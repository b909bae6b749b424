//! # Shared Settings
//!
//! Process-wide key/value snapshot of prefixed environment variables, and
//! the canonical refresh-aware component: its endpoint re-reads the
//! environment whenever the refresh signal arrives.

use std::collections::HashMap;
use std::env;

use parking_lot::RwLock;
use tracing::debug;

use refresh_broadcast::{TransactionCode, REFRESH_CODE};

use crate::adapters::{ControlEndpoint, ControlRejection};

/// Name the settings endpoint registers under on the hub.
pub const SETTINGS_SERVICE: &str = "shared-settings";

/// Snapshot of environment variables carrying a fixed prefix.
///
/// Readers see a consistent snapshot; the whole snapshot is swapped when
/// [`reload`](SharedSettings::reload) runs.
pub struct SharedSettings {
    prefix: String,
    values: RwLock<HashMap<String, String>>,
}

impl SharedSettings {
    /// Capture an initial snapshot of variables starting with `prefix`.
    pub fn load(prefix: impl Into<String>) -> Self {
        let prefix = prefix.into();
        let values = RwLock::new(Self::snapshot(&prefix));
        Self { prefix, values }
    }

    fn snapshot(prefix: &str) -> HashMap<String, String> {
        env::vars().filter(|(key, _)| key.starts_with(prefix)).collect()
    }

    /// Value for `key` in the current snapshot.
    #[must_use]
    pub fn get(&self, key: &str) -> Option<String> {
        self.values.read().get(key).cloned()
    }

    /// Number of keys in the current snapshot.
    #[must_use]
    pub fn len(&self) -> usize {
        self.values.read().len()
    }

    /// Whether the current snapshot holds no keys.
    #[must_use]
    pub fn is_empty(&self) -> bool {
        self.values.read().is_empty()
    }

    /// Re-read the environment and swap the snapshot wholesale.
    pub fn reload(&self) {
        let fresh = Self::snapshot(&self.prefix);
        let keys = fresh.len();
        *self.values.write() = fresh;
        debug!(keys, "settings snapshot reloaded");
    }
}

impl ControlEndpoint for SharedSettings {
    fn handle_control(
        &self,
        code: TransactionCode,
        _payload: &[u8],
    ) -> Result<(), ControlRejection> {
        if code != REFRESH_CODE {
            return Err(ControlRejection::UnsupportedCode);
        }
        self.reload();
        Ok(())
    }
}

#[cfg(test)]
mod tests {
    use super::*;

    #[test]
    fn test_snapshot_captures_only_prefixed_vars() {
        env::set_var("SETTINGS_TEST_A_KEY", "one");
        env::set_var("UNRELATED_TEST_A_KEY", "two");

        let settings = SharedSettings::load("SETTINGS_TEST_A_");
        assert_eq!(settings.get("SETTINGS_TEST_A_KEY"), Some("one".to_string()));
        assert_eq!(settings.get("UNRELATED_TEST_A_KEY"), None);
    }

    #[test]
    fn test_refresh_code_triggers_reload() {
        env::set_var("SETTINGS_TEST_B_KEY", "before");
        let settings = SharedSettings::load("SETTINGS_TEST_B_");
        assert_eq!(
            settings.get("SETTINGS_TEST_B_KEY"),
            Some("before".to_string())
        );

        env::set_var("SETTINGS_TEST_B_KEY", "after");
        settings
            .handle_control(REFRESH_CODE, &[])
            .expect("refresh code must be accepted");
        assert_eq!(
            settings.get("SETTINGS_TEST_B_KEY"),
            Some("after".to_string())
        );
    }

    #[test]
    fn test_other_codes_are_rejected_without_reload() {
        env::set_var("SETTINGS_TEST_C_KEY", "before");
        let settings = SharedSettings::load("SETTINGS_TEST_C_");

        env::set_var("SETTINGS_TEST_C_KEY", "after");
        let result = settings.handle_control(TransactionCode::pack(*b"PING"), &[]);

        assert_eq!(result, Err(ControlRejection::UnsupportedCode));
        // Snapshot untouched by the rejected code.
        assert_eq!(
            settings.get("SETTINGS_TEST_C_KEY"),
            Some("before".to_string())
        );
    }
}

----

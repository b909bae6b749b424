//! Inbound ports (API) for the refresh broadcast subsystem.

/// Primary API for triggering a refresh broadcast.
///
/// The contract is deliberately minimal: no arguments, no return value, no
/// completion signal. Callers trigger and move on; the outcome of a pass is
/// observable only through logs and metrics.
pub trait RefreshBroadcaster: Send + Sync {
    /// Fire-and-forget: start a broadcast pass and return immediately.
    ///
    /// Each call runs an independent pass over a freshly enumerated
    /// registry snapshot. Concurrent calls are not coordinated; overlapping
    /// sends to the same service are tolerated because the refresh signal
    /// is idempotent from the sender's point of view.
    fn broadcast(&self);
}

----

Exercise aim
Give the count of lines in the data above holding the word "Some", and nothing beyond it.

Problem solution
4